In their recent article, Brown et al analyse several ethical aspects around immunity passports and put forward some recommendations for implementing them. Although they offer a comprehensive perspective, they overlook two essential aspects. First, while the authors consider the possibility that immunological passports may appear to discriminate against those who do not possess them, the opposite viewpoint of immune people is underdeveloped. We argue that if a person has been tested positive for and recovered from COVID-19, becoming immune to it, she cannot be considered a hazard to public health and, therefore, the curtailment of her fundamental rights (eg, the right to freedom of movement) is not legitimate. Second, they omit that vaccine distribution will create similar problems related to immunity-based licenses.

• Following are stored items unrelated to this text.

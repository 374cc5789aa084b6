//! XML parser that builds mutable element trees.

use crate::{Error, Result, XmlAttribute, XmlElement, XmlNode};
use quick_xml::events::{BytesStart, Event};
use quick_xml::Reader;

/// Parse an XML document (or fragment with a single root) into a tree.
///
/// Comments, processing instructions, the XML declaration, and DOCTYPE are
/// dropped. Text content is unescaped; whitespace between elements is kept
/// so that a parse/write round trip preserves the part.
pub fn parse(content: &str) -> Result<XmlElement> {
    let mut reader = Reader::from_str(content);
    reader.config_mut().trim_text_start = false;
    reader.config_mut().trim_text_end = false;
    // End-tag matching is reported through our own error type.
    reader.config_mut().check_end_names = false;

    let mut root: Option<XmlElement> = None;
    let mut stack: Vec<XmlElement> = Vec::new();

    loop {
        match reader.read_event() {
            Ok(Event::Start(e)) => {
                stack.push(element_from_start(&e)?);
            }
            Ok(Event::End(e)) => {
                let element = match stack.pop() {
                    Some(el) => el,
                    None => {
                        return Err(Error::InvalidStructure(format!(
                            "closing tag </{}> with no open element",
                            String::from_utf8_lossy(e.name().as_ref())
                        )))
                    }
                };
                let end_name = String::from_utf8_lossy(e.name().as_ref()).into_owned();
                if element.name != end_name {
                    return Err(Error::MismatchedEndTag {
                        expected: element.name,
                        found: end_name,
                    });
                }
                attach(element, &mut stack, &mut root)?;
            }
            Ok(Event::Empty(e)) => {
                let element = element_from_start(&e)?;
                attach(element, &mut stack, &mut root)?;
            }
            Ok(Event::Text(e)) => {
                let text = e.unescape()?.into_owned();
                match stack.last_mut() {
                    Some(parent) => parent.children.push(XmlNode::Text(text)),
                    // Whitespace around the root is insignificant.
                    None if text.trim().is_empty() => {}
                    None => {
                        return Err(Error::InvalidStructure(
                            "character data outside the root element".to_string(),
                        ))
                    }
                }
            }
            Ok(Event::CData(e)) => {
                let text = String::from_utf8_lossy(&e.into_inner()).into_owned();
                if let Some(parent) = stack.last_mut() {
                    parent.children.push(XmlNode::Text(text));
                }
            }
            Ok(Event::Comment(_) | Event::PI(_) | Event::Decl(_) | Event::DocType(_)) => {}
            Ok(Event::Eof) => break,
            Err(e) => return Err(Error::XmlSyntax(e.to_string())),
        }
    }

    if let Some(open) = stack.last() {
        return Err(Error::UnexpectedEof(open.name.clone()));
    }
    root.ok_or(Error::EmptyDocument)
}

fn element_from_start(e: &BytesStart<'_>) -> Result<XmlElement> {
    let name = String::from_utf8_lossy(e.name().as_ref()).into_owned();
    let mut element = XmlElement::new(name);
    for attr in e.attributes() {
        let attr = attr?;
        element.attributes.push(XmlAttribute {
            name: String::from_utf8_lossy(attr.key.as_ref()).into_owned(),
            value: attr.unescape_value()?.into_owned(),
        });
    }
    Ok(element)
}

fn attach(
    element: XmlElement,
    stack: &mut Vec<XmlElement>,
    root: &mut Option<XmlElement>,
) -> Result<()> {
    match stack.last_mut() {
        Some(parent) => {
            parent.children.push(XmlNode::Element(element));
            Ok(())
        }
        None if root.is_some() => Err(Error::InvalidStructure(
            "multiple root elements".to_string(),
        )),
        None => {
            *root = Some(element);
            Ok(())
        }
    }
}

Vaccine certificates will de facto generate a sort of immunity passport. In the next phases of the pandemic, different immunity statuses will be at stake, because the need to identify who can spread COVID-19 is unavoidable. If a person does not pose a threat to public health because she cannot spread the infection, then her right to freedom of movement should be respected, regardless of how she acquired that immunity.

  • ethics
  • law
  • public policy
  • rights
https://creativecommons.org/licenses/by/4.0/

This is an open access article distributed in accordance with the Creative Commons Attribution 4.0 Unported (CC BY 4.0) license, which permits others to copy, redistribute, remix, transform and build upon this work for any purpose, provided the original work is properly cited, a link to the licence is given, and indication of whether changes were made. See: https://creativecommons.org/licenses/by/4.0/.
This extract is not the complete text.